▶ Task objective
Count every line below that holds the word "ConvertError", and give the number with no other words.

▶ Source data
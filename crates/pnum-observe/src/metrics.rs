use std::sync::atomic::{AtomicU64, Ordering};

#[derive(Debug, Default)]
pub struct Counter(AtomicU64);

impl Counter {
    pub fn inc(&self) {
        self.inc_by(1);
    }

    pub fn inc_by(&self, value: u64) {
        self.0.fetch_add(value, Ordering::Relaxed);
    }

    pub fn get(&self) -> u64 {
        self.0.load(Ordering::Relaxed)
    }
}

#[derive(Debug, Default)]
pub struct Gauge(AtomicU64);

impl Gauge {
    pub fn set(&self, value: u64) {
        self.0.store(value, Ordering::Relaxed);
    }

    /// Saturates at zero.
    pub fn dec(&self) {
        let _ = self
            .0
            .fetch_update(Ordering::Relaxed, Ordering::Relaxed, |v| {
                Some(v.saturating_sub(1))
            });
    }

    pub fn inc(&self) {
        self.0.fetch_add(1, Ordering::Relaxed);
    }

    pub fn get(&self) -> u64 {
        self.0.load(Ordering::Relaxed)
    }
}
---
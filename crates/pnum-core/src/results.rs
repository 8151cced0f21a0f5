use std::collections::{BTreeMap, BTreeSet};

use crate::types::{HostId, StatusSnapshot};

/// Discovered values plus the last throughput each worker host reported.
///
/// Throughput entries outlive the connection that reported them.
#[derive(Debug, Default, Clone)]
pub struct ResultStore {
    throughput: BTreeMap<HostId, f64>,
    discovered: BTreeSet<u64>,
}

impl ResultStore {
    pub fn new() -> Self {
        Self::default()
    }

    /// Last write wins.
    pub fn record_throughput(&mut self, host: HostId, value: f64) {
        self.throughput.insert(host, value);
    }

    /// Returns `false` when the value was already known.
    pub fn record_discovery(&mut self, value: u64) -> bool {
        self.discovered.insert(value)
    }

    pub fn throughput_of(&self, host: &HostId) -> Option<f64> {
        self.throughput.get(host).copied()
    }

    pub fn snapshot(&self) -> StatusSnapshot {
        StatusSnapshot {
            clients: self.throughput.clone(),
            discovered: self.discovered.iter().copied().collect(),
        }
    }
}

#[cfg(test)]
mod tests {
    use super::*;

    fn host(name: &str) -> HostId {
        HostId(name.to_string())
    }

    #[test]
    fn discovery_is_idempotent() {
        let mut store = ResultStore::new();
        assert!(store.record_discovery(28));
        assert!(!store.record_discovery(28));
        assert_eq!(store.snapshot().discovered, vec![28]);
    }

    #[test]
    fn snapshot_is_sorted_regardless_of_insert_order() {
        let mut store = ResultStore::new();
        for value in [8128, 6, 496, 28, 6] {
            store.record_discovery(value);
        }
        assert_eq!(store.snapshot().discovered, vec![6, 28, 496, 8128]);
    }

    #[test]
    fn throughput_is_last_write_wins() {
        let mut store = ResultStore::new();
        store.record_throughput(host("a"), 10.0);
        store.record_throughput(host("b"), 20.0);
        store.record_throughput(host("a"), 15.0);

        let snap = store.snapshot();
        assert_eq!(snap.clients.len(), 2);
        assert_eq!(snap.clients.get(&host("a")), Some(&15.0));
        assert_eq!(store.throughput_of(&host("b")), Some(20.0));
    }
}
---
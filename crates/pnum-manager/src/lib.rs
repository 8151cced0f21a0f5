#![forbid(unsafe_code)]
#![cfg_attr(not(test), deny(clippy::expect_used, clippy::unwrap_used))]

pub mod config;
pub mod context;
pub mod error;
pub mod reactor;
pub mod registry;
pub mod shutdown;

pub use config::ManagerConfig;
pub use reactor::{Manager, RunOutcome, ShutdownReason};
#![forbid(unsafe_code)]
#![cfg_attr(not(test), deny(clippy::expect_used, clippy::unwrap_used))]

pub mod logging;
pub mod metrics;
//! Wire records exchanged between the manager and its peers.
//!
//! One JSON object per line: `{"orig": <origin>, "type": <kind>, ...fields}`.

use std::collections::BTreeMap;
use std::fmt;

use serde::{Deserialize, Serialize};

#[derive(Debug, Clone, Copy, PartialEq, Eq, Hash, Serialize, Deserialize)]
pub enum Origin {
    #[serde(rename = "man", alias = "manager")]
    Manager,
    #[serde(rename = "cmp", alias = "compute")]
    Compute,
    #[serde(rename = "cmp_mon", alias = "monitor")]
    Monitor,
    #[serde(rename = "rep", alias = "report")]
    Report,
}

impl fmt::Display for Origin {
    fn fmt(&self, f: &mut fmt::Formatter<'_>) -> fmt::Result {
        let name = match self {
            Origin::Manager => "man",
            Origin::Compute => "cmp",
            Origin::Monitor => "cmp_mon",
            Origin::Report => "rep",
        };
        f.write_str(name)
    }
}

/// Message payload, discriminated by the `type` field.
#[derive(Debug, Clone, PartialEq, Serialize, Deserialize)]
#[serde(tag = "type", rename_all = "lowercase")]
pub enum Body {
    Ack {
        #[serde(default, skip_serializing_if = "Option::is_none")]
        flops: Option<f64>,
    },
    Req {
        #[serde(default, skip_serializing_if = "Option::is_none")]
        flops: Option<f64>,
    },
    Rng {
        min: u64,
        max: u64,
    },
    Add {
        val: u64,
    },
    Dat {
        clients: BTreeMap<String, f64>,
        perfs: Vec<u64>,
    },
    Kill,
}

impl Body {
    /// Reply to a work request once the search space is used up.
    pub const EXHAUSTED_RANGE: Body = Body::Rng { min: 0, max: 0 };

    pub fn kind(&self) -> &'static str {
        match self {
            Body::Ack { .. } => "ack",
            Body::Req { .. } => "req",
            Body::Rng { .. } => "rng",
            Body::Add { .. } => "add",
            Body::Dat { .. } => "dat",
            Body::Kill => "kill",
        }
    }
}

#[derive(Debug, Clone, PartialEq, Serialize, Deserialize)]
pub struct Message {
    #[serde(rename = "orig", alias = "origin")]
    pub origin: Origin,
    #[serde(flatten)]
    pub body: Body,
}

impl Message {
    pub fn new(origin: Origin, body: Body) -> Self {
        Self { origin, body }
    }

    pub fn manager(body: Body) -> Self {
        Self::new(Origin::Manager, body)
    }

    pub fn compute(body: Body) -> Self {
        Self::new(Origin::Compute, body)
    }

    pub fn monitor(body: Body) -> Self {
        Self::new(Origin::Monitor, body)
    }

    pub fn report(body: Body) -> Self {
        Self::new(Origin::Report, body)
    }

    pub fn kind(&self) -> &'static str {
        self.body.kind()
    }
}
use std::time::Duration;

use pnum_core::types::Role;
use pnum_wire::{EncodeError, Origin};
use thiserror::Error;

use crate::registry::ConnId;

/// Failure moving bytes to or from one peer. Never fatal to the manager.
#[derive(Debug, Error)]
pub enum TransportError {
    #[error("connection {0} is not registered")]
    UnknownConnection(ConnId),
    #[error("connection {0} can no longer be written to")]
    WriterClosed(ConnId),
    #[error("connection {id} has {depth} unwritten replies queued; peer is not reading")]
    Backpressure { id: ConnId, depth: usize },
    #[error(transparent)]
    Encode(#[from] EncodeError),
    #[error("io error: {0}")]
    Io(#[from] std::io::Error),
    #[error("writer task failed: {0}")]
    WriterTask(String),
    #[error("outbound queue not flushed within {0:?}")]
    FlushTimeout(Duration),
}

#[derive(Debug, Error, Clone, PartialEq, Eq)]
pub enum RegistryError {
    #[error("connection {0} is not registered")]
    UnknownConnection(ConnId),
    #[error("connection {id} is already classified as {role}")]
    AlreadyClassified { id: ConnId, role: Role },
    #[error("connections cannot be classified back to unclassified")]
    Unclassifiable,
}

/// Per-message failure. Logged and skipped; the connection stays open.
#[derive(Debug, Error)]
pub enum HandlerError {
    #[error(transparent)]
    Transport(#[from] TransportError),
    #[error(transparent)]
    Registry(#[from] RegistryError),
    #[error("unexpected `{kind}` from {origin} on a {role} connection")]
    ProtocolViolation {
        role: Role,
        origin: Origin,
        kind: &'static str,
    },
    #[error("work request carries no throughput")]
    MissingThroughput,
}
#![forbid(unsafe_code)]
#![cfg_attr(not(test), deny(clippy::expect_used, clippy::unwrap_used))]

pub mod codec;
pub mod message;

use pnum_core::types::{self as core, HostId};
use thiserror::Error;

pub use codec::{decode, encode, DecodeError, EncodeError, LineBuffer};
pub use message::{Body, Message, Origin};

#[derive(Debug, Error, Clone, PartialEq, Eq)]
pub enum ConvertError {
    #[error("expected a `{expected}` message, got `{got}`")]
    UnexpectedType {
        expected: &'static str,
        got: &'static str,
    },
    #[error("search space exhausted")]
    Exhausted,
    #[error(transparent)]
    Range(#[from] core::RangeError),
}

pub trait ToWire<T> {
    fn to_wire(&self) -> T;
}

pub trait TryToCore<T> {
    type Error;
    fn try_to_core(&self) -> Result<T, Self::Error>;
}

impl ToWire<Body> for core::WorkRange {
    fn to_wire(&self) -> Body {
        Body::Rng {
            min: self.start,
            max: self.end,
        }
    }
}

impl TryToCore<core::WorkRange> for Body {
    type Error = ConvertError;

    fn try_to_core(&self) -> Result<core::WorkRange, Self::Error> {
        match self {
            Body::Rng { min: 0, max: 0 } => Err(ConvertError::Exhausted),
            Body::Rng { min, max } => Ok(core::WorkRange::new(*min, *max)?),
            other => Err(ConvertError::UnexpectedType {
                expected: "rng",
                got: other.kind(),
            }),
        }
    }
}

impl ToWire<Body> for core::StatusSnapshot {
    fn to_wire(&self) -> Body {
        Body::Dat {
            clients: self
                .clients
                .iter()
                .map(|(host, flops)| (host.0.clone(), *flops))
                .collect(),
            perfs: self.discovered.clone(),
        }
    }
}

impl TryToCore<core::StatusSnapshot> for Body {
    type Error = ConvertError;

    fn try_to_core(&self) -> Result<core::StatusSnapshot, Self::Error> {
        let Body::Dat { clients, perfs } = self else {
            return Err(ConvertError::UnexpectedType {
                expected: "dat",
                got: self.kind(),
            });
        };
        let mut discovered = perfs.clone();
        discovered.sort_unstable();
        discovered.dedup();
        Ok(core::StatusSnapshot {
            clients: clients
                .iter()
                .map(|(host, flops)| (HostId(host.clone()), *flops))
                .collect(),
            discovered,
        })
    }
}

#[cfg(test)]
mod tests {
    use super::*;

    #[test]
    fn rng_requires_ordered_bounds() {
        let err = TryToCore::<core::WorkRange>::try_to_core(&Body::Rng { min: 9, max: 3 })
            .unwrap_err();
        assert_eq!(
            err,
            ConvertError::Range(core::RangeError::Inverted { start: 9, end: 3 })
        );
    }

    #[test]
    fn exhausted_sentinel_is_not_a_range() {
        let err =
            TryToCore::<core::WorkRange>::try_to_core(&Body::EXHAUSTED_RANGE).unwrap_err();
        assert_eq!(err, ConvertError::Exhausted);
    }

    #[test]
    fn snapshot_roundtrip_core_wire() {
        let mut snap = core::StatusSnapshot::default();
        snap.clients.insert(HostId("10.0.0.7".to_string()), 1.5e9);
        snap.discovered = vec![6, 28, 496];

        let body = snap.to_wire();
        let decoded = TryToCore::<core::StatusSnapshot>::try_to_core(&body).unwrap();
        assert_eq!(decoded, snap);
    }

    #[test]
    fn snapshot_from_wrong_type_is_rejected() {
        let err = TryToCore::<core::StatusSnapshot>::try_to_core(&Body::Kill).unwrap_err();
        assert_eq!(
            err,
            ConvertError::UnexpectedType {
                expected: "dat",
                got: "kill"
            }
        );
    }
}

▶ Exercise answer
9